Y están los que rezan y no lo saben. Bienaventurados los que rezan y no lo saben. Son espontáneos, "naturales" dirían los fariseos; son tan espontáneos, tan naturales, que no hacen cosas raras. Porque hay quien dice que no hace cosas raras y no deja de hacerlas ni siquiera cuando no hace nada. No hacer nada, algo tan sano y natural, les parece una cosa rara. También los hay más papistas que el Papa. Y otros hay que harían mejor papel de anglicanos y cismáticos.

(El que se de por aludido, aludido está. Y miren, no escribo ya, quizá nunca hice, para hacer amigos).

Un buen día les diré que sufren porque quieren, porque no confían en Dios, ni en los planes de Dios ni en la ayuda de los ángeles y de los santos. Todos Los Santos. A la Santísima Virgen la tienen de paño de lágrimas de cocodrilo, oh, qué penita, Virgencita, tu nombre tomado en vano tantas veces que no las recuerdo sin ruborizarme por los siglos. 

No confían y por eso les digo que no rezan, aunque recen mucho y muevan mucho los labios.

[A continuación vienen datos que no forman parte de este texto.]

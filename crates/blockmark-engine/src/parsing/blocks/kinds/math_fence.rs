use crate::models::{Block, BlockType};
use crate::parsing::Extracted;

/// Display formula delimited by `$$` (single- or multi-line) or by lines
/// holding a lone `$`.
pub struct MathFence;

impl MathFence {
    pub const DELIMITER: &'static str = "$$";
    pub const LONE_DOLLAR: &'static str = "$";

    pub fn opens(line: &str) -> bool {
        let t = line.trim();
        t.starts_with(Self::DELIMITER) || t == Self::LONE_DOLLAR
    }

    pub fn extract(lines: &[&str], at: usize) -> Option<Extracted> {
        if !Self::opens(lines[at]) {
            return None;
        }
        let t = lines[at].trim();
        if t == Self::LONE_DOLLAR {
            return Some(Self::extract_lone_dollar(lines, at));
        }

        // `$$x$$` on one line
        if t.len() >= 2 * Self::DELIMITER.len() && t.ends_with(Self::DELIMITER) {
            let inner = &t[Self::DELIMITER.len()..t.len() - Self::DELIMITER.len()];
            return Some(Extracted {
                block: Some(Block::new(BlockType::Math, inner.trim())),
                consumed: 1,
            });
        }

        let mut parts: Vec<&str> = Vec::new();
        let rest = t[Self::DELIMITER.len()..].trim();
        if !rest.is_empty() {
            parts.push(rest);
        }

        let mut i = at + 1;
        let mut closed = false;
        while i < lines.len() {
            let line = lines[i];
            i += 1;
            if let Some(idx) = line.find(Self::DELIMITER) {
                let before = line[..idx].trim_end();
                if !before.trim().is_empty() {
                    parts.push(before);
                }
                closed = true;
                break;
            }
            parts.push(line);
        }
        if !closed {
            log::debug!("unterminated math fence opened on line {}", at + 1);
        }

        Some(Extracted {
            block: Some(Block::new(BlockType::Math, parts.join("\n"))),
            consumed: i - at,
        })
    }

    fn extract_lone_dollar(lines: &[&str], at: usize) -> Extracted {
        let mut body = Vec::new();
        let mut i = at + 1;
        while i < lines.len() {
            let line = lines[i];
            i += 1;
            if line.trim() == Self::LONE_DOLLAR {
                break;
            }
            body.push(line);
        }
        Extracted {
            block: Some(Block::new(BlockType::Math, body.join("\n"))),
            consumed: i - at,
        }
    }

    /// Render display math, choosing delimiters the content cannot close.
    ///
    /// `$$` lines are the default. Content holding `$$` is wrapped in lone
    /// `$` lines instead, unless one of its lines is itself a lone `$`; then
    /// the `$$` sits on the first line, which the opener keeps as content.
    pub fn render(content: &str) -> String {
        let has_delimiter = |line: &str| line.contains(Self::DELIMITER);
        if !content.lines().any(has_delimiter) {
            return Self::wrap(Self::DELIMITER, content);
        }
        if !content.lines().any(|l| l.trim() == Self::LONE_DOLLAR) {
            return Self::wrap(Self::LONE_DOLLAR, content);
        }

        let (first, rest) = content.split_once('\n').unwrap_or((content, ""));
        let opener_keeps_first = first == first.trim()
            && !first.is_empty()
            && !first.ends_with(Self::DELIMITER)
            && !rest.lines().any(has_delimiter);
        if opener_keeps_first {
            return format!("{d} {first}\n{rest}\n{d}", d = Self::DELIMITER);
        }
        log::debug!("math content cannot be delimited without changing it");
        Self::wrap(Self::DELIMITER, content)
    }

    fn wrap(delimiter: &str, content: &str) -> String {
        if content.is_empty() {
            format!("{delimiter}\n{delimiter}")
        } else {
            format!("{delimiter}\n{content}\n{delimiter}")
        }
    }
}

¿Quieren saber cuándo estarán rezando? El día en que la muerte, la pobreza, la debilidad y la nada bailen a su lado y ustedes las abracen con lágrimas en los ojos y digan con todo el corazón:

-¡Venid, amadas mías, venid y bailemos; venid y loemos al Señor, al buen Jesús y a su Santa Madre! ¡Venid oscuridades, uníos a la fiesta!

Y solo cuando la fiesta se haya convertido en calvario tenebroso habrán logrado ad-orar en espíritu y en verdad, hermanos. Pues no hay paz sin cruz, ni cruz sin tinieblas.

-Ni paraíso sin serpiente, querido borracho.